SADAKA
Allah rızası için yapılan, maddi ve manevi her iyiliğe, sadaka denir. Şeytan verdirmek istemese de sadaka vermelidir. Bir âyet-i kerime meali şöyledir:
(Şeytan, fakirleşirsiniz diye korkutup, size cimriliği, çirkin şeyleri emreder, sadaka verdirmek istemez. Allah ise kendi lütfundan size mağfiret ve bol nimet vadediyor. Allah'ın ihsanı geniştir, her şeyi hakkıyla bilendir.) [Bekara 268]
Sadaka farz, nafile bütün yardımlara şamil olduğu için, zekata da sadaka denilmektedir. Fakat sadaka deyince, ilk akla gelen nafile sadakalardır. Sadaka vermekte, dünyevi ve uhrevi pek çok faydalar vardır
Yapılan herhangi bir yardım veya iyiliğin sadaka sayılabilmesi için şu üç özelliğin birlikte bulunması gerekmektedir.
1- Allah rızası için yapılmalıdır,
2- Özellikle fakir ve ihtiyacı olan kişilere yapılmalıdır,
3- Karşılıksız olarak yapılmalıdır.
Sadaka vermenin faydaları nelerdir?
1- Sadakalar günahlara keffaret, cehennem ateşine karşı siperdir. Peygamber Efendimiz, bu hususta şöyle buyurmuştur:
"Bir hurma ile de olsa sadaka verin. Çünkü o bir hurma, açlığı giderir. Su ateşi söndürdüğü gibi hataları da söndürür, yok eder." "Bir hurmanın yarısı ile bile olsa Cehennem ateşinden korunun. Onu da bulamazsanız, tatlı ve güzel söz söyleyin. (Bu da sadaka yerini tutar)."
2- Sadakalar kıyamette, sahibini mahşer gününün dehşetinden korur. Peygamberimiz bu hususu şu şekilde belirtmişlerdir:
"Kıyamet günü hesap görülünceye kadar, herkes sadakasının gölgesinde olacaktır."
3- Sadakalar Cenab-ı Hakk`ın gazabını da söndürür. Hadiste: "Gizli sadaka, aziz ve celil olan Allah Teala`nın gazabını teskin eder" buyurulmuştur.

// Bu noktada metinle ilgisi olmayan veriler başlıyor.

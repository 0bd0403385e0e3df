//! Extractors whose rejections come back in the `AppError` shape instead of
//! Axum's plain-text defaults.

use axum::extract::{FromRequest, FromRequestParts};

use crate::errors::AppError;

#[derive(FromRequest)]
#[from_request(via(axum::Json), rejection(AppError))]
pub struct ApiJson<T>(pub T);

#[derive(FromRequestParts)]
#[from_request(via(axum::extract::Query), rejection(AppError))]
pub struct ApiQuery<T>(pub T);

#[derive(FromRequestParts)]
#[from_request(via(axum::extract::Path), rejection(AppError))]
pub struct ApiPath<T>(pub T);
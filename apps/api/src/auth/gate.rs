//! The access gate: the single place a bearer token becomes a hunter.

use axum::{
    extract::{Request, State},
    http::{header::AUTHORIZATION, HeaderMap},
    middleware::Next,
    response::Response,
};
use tracing::debug;

use crate::errors::AppError;
use crate::models::hunter::Hunter;
use crate::state::AppState;

/// The authenticated hunter, placed in request extensions by `require_hunter`.
#[derive(Debug, Clone)]
pub struct CurrentHunter(pub Hunter);

/// Extracts `<token>` from `Authorization: Bearer <token>`.
pub fn bearer_token(headers: &HeaderMap) -> Option<&str> {
    let value = headers.get(AUTHORIZATION)?.to_str().ok()?;
    let token = value.strip_prefix("Bearer ")?.trim();
    (!token.is_empty()).then_some(token)
}

/// Missing token, bad or expired token, unknown hunter and inactive hunter all
/// collapse into `Unauthorized`. Store failures stay internal errors.
pub async fn resolve_hunter(state: &AppState, headers: &HeaderMap) -> Result<Hunter, AppError> {
    let token = bearer_token(headers).ok_or(AppError::Unauthorized)?;

    let hunter_id = state.tokens.verify(token).map_err(|e| {
        debug!("Rejected bearer token: {e}");
        AppError::Unauthorized
    })?;

    match state.hunters.find_by_id(hunter_id).await? {
        Some(hunter) if hunter.is_active => Ok(hunter),
        _ => {
            debug!("Token for missing or inactive hunter {hunter_id}");
            Err(AppError::Unauthorized)
        }
    }
}

/// Middleware for every authenticated route.
pub async fn require_hunter(
    State(state): State<AppState>,
    mut request: Request,
    next: Next,
) -> Result<Response, AppError> {
    let hunter = resolve_hunter(&state, request.headers()).await?;
    request.extensions_mut().insert(CurrentHunter(hunter));
    Ok(next.run(request).await)
}
mod auth;
mod config;
mod db;
mod errors;
mod extract;
mod hunters;
mod models;
mod rate_limit;
mod resumes;
mod routes;
mod state;
mod store;
mod validation;

use std::net::SocketAddr;
use std::sync::Arc;

use anyhow::{Context, Result};
use aws_config::Region;
use aws_sdk_s3::config::Credentials;
use axum::http::HeaderValue;
use tower_http::{cors::CorsLayer, trace::TraceLayer};
use tracing::info;
use tracing_subscriber::{layer::SubscriberExt, util::SubscriberInitExt, EnvFilter};

use crate::auth::TokenIssuer;
use crate::config::Config;
use crate::db::{create_pool, run_migrations};
use crate::hunters::avatar::S3AvatarStore;
use crate::rate_limit::RateLimiter;
use crate::routes::build_router;
use crate::state::AppState;
use crate::store::PgStore;

#[tokio::main]
async fn main() -> Result<()> {
    // Load configuration first (fails on missing required env vars)
    let config = Config::from_env()?;

    // Initialize structured logging
    tracing_subscriber::registry()
        .with(EnvFilter::try_from_default_env().unwrap_or_else(|_| {
            EnvFilter::new(format!("{}={}", env!("CARGO_CRATE_NAME"), &config.rust_log))
        }))
        .with(tracing_subscriber::fmt::layer())
        .init();

    info!("Starting ResuMeUp API v{}", env!("CARGO_PKG_VERSION"));

    // Initialize PostgreSQL
    let db = create_pool(&config.database_url).await?;
    run_migrations(&db).await?;
    let store = Arc::new(PgStore::new(db));

    // Initialize Redis (connections are opened lazily by the limiter)
    let redis = redis::Client::open(config.redis_url.clone())?;
    let rate_limiter = (config.rate_limit_max > 0).then(|| {
        RateLimiter::new(redis, config.rate_limit_max, config.rate_limit_window)
    });
    match &rate_limiter {
        Some(_) => info!(
            "Rate limiting: {} requests per {}s",
            config.rate_limit_max,
            config.rate_limit_window.as_secs()
        ),
        None => info!("Rate limiting disabled"),
    }

    // Initialize S3 / MinIO
    let s3 = build_s3_client(&config).await;
    info!("S3 client initialized");

    let tokens = TokenIssuer::new(config.jwt_secret.as_bytes(), config.token_ttl)?;

    // Build app state
    let state = AppState {
        hunters: store.clone(),
        resumes: store,
        tokens,
        avatars: Arc::new(S3AvatarStore::new(s3, config.s3_bucket.clone())),
        rate_limiter,
    };

    // Build router
    let app = build_router(state)
        .layer(TraceLayer::new_for_http())
        .layer(cors_layer(&config)?);

    let addr: SocketAddr = format!("0.0.0.0:{}", config.port).parse()?;
    info!("Listening on {addr}");

    let listener = tokio::net::TcpListener::bind(addr).await?;
    axum::serve(
        listener,
        app.into_make_service_with_connect_info::<SocketAddr>(),
    )
    .await?;

    Ok(())
}

/// Permissive unless `CORS_ORIGIN` pins a single allowed origin.
fn cors_layer(config: &Config) -> Result<CorsLayer> {
    match &config.cors_origin {
        None => Ok(CorsLayer::permissive()),
        Some(origin) => {
            let origin: HeaderValue = origin
                .parse()
                .with_context(|| format!("CORS_ORIGIN '{origin}' is not a valid header value"))?;
            Ok(CorsLayer::very_permissive().allow_origin(origin))
        }
    }
}

/// Constructs an S3 client configured for MinIO (local) or AWS (production).
async fn build_s3_client(config: &Config) -> aws_sdk_s3::Client {
    let credentials = Credentials::new(
        &config.aws_access_key_id,
        &config.aws_secret_access_key,
        None,
        None,
        "resumeup-static",
    );

    let s3_config = aws_config::defaults(aws_config::BehaviorVersion::latest())
        .region(Region::new("us-east-1"))
        .credentials_provider(credentials)
        .endpoint_url(&config.s3_endpoint)
        .load()
        .await;

    // MinIO serves buckets by path, not by virtual host.
    let s3_config = aws_sdk_s3::config::Builder::from(&s3_config)
        .force_path_style(true)
        .build();

    aws_sdk_s3::Client::from_conf(s3_config)
}
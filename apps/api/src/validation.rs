//! Boundary validation shared by the auth, hunter, and résumé handlers.
//!
//! Every validator collects all failures into a `FieldErrors` and only then
//! rejects, so clients see every offending field in one response.

use std::sync::LazyLock;

use regex::Regex;

use crate::errors::{AppError, FieldError};

/// Dot-atom local part, then two or more hostname labels ending in an
/// alphabetic TLD of any length.
static EMAIL_RE: LazyLock<Regex> = LazyLock::new(|| {
    Regex::new(
        r"^[A-Za-z0-9!#$%&'*+/=?^_`{|}~-]+(?:\.[A-Za-z0-9!#$%&'*+/=?^_`{|}~-]+)*@(?:[A-Za-z0-9](?:[A-Za-z0-9-]{0,61}[A-Za-z0-9])?\.)+[A-Za-z]{2,}$",
    )
    .expect("email pattern compiles")
});

pub const NAME_MIN_CHARS: usize = 2;
pub const NAME_MAX_CHARS: usize = 50;
pub const PASSWORD_MIN_CHARS: usize = 6;

#[derive(Debug, Default)]
pub struct FieldErrors(Vec<FieldError>);

impl FieldErrors {
    pub fn new() -> Self {
        Self::default()
    }

    pub fn push(&mut self, field: impl Into<String>, message: impl Into<String>) {
        self.0.push(FieldError {
            field: field.into(),
            message: message.into(),
        });
    }

    pub fn is_empty(&self) -> bool {
        self.0.is_empty()
    }

    /// `Ok(value)` if nothing was recorded, otherwise every recorded failure.
    pub fn finish<T>(self, value: T) -> Result<T, AppError> {
        if self.0.is_empty() {
            Ok(value)
        } else {
            Err(AppError::Validation(self.0))
        }
    }
}

pub fn is_valid_email(email: &str) -> bool {
    EMAIL_RE.is_match(email)
}

/// Emails are stored trimmed and lowercased; lookups use the same form.
pub fn normalize_email(raw: &str) -> String {
    raw.trim().to_lowercase()
}

pub fn char_len_between(value: &str, min: usize, max: usize) -> bool {
    (min..=max).contains(&value.chars().count())
}

/// Trims and checks a display name, recording a failure under `field`.
pub fn check_name(errors: &mut FieldErrors, field: &str, raw: &str) -> String {
    let name = raw.trim().to_string();
    if !char_len_between(&name, NAME_MIN_CHARS, NAME_MAX_CHARS) {
        errors.push(
            field,
            format!("Hunter name must be between {NAME_MIN_CHARS} and {NAME_MAX_CHARS} characters"),
        );
    }
    name
}

/// Normalizes and checks an email, recording a failure under `field`.
pub fn check_email(errors: &mut FieldErrors, field: &str, raw: &str) -> String {
    let email = normalize_email(raw);
    if !is_valid_email(&email) {
        errors.push(field, "Please provide a valid email");
    }
    email
}
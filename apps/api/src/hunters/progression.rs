//! Hunter progression: experience, level and rank tier.
//!
//! Pure functions only. The store calls `apply_experience_gain` inside the
//! same transaction that persists the result.
//!
//! Policy: one award, at most one level-up. Experience resets to zero on a
//! level-up rather than carrying the remainder. With a 10 point award and a
//! threshold of `level × 100` a single award can never cross two thresholds,
//! so this matches a cascading rule for every reachable state.

use serde::Serialize;

use crate::models::hunter::{Hunter, Rank};

/// Experience granted per qualifying event (résumé creation).
pub const EXPERIENCE_PER_RESUME: i32 = 10;
pub const MAX_LEVEL: i32 = 100;

/// Level breakpoints, highest first. Levels below the last entry are E-Rank.
const RANK_BREAKPOINTS: &[(i32, Rank)] = &[
    (80, Rank::SSS),
    (60, Rank::S),
    (40, Rank::A),
    (25, Rank::B),
    (15, Rank::C),
    (8, Rank::D),
];

#[derive(Debug, Clone, Copy, PartialEq, Eq, Serialize)]
pub struct Progression {
    pub level: i32,
    pub experience: i32,
    pub rank: Rank,
}

impl Progression {
    pub fn initial() -> Self {
        Progression {
            level: 1,
            experience: 0,
            rank: Rank::E,
        }
    }

    pub fn of(hunter: &Hunter) -> Self {
        Progression {
            level: hunter.level,
            experience: hunter.experience,
            rank: hunter.rank,
        }
    }
}

/// Experience needed to leave `level`.
pub fn level_threshold(level: i32) -> i32 {
    level * 100
}

pub fn rank_for_level(level: i32) -> Rank {
    RANK_BREAKPOINTS
        .iter()
        .find(|(min_level, _)| level >= *min_level)
        .map_or(Rank::E, |(_, rank)| *rank)
}

/// Applies one qualifying award. Level is capped at `MAX_LEVEL`; past the cap
/// experience keeps accumulating.
pub fn apply_experience_gain(current: Progression) -> Progression {
    let mut level = current.level;
    let mut experience = current.experience.saturating_add(EXPERIENCE_PER_RESUME);

    if level < MAX_LEVEL && experience >= level_threshold(level) {
        level += 1;
        experience = 0;
    }

    Progression {
        level,
        experience,
        rank: rank_for_level(level),
    }
}

#[cfg(test)]
mod tests {
    use super::*;
    use proptest::prelude::*;

    fn at(level: i32, experience: i32) -> Progression {
        Progression {
            level,
            experience,
            rank: rank_for_level(level),
        }
    }

    #[test]
    fn test_first_award_from_initial() {
        let next = apply_experience_gain(Progression::initial());
        assert_eq!(next, at(1, 10));
    }

    #[test]
    fn test_ten_awards_reach_level_two() {
        let mut p = Progression::initial();
        for _ in 0..9 {
            p = apply_experience_gain(p);
        }
        assert_eq!(p, at(1, 90));

        p = apply_experience_gain(p);
        assert_eq!(p.level, 2);
        assert_eq!(p.experience, 0);
        assert_eq!(p.rank, Rank::E);
    }

    #[test]
    fn test_rank_breakpoints() {
        assert_eq!(rank_for_level(1), Rank::E);
        assert_eq!(rank_for_level(7), Rank::E);
        assert_eq!(rank_for_level(8), Rank::D);
        assert_eq!(rank_for_level(14), Rank::D);
        assert_eq!(rank_for_level(15), Rank::C);
        assert_eq!(rank_for_level(25), Rank::B);
        assert_eq!(rank_for_level(40), Rank::A);
        assert_eq!(rank_for_level(60), Rank::S);
        assert_eq!(rank_for_level(79), Rank::S);
        assert_eq!(rank_for_level(80), Rank::SSS);
        assert_eq!(rank_for_level(100), Rank::SSS);
    }

    #[test]
    fn test_level_up_into_d_rank() {
        let next = apply_experience_gain(at(7, 690));
        assert_eq!(next, at(8, 0));
        assert_eq!(next.rank, Rank::D);
    }

    #[test]
    fn test_max_level_is_a_ceiling() {
        let next = apply_experience_gain(at(MAX_LEVEL, level_threshold(MAX_LEVEL)));
        assert_eq!(next.level, MAX_LEVEL);
        assert_eq!(next.experience, level_threshold(MAX_LEVEL) + EXPERIENCE_PER_RESUME);
        assert_eq!(next.rank, Rank::SSS);
    }

    proptest! {
        #[test]
        fn prop_award_levels_up_iff_threshold_met(level in 1..MAX_LEVEL, experience in 0..10_000i32) {
            let next = apply_experience_gain(at(level, experience));
            if experience + EXPERIENCE_PER_RESUME >= level_threshold(level) {
                prop_assert_eq!(next.level, level + 1);
                prop_assert_eq!(next.experience, 0);
            } else {
                prop_assert_eq!(next.level, level);
                prop_assert_eq!(next.experience, experience + EXPERIENCE_PER_RESUME);
            }
            prop_assert_eq!(next.rank, rank_for_level(next.level));
        }

        #[test]
        fn prop_rank_is_monotonic_in_level(a in 1..=MAX_LEVEL, b in 1..=MAX_LEVEL) {
            let (low, high) = if a <= b { (a, b) } else { (b, a) };
            prop_assert!(rank_for_level(low) <= rank_for_level(high));
        }

        #[test]
        fn prop_award_never_lowers_level_or_rank(level in 1..=MAX_LEVEL, experience in 0..20_000i32) {
            let before = at(level, experience);
            let after = apply_experience_gain(before);
            prop_assert!(after.level >= before.level);
            prop_assert!(after.rank >= before.rank);
            prop_assert!(after.level <= MAX_LEVEL);
        }
    }
}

4- Sadakalar bela ve musibetleri de def`ederler. Peygamberimiz:
"Sadaka, belaları def`eder" buyurmuştur. İnsan, kendisinden bir şeyler isteyen kimseyi boş çevirmemeli, elinden geldiğince ona bir şeyler vermeye çalışmalıdır. Resulüllah Efendimizin şu ikazını hiçbir zaman unutmamalıdır: "Sail (dilenci) sadık olup, cidden muhtaç halde ise, onu kovan felah bulmaz."
Sadaka kimlere verilir?
Evlenerek başka aileye gitmiş ihtiyaç sahibi kız kardeşlere, ayrılmış oğlan kardeşlere, bunların çocuklarına, yani yeğenlere, amcalara, dayılara, bunların çocuklarına, hala ve teyzelere, kayınvalideye, kayınpedere, damada, geline ve akraba olmayan diğer ihtiyaç sahipleri konu komşuya, ihtiyaç sahibi öğrencilere zekat ve fitre verilmelidir.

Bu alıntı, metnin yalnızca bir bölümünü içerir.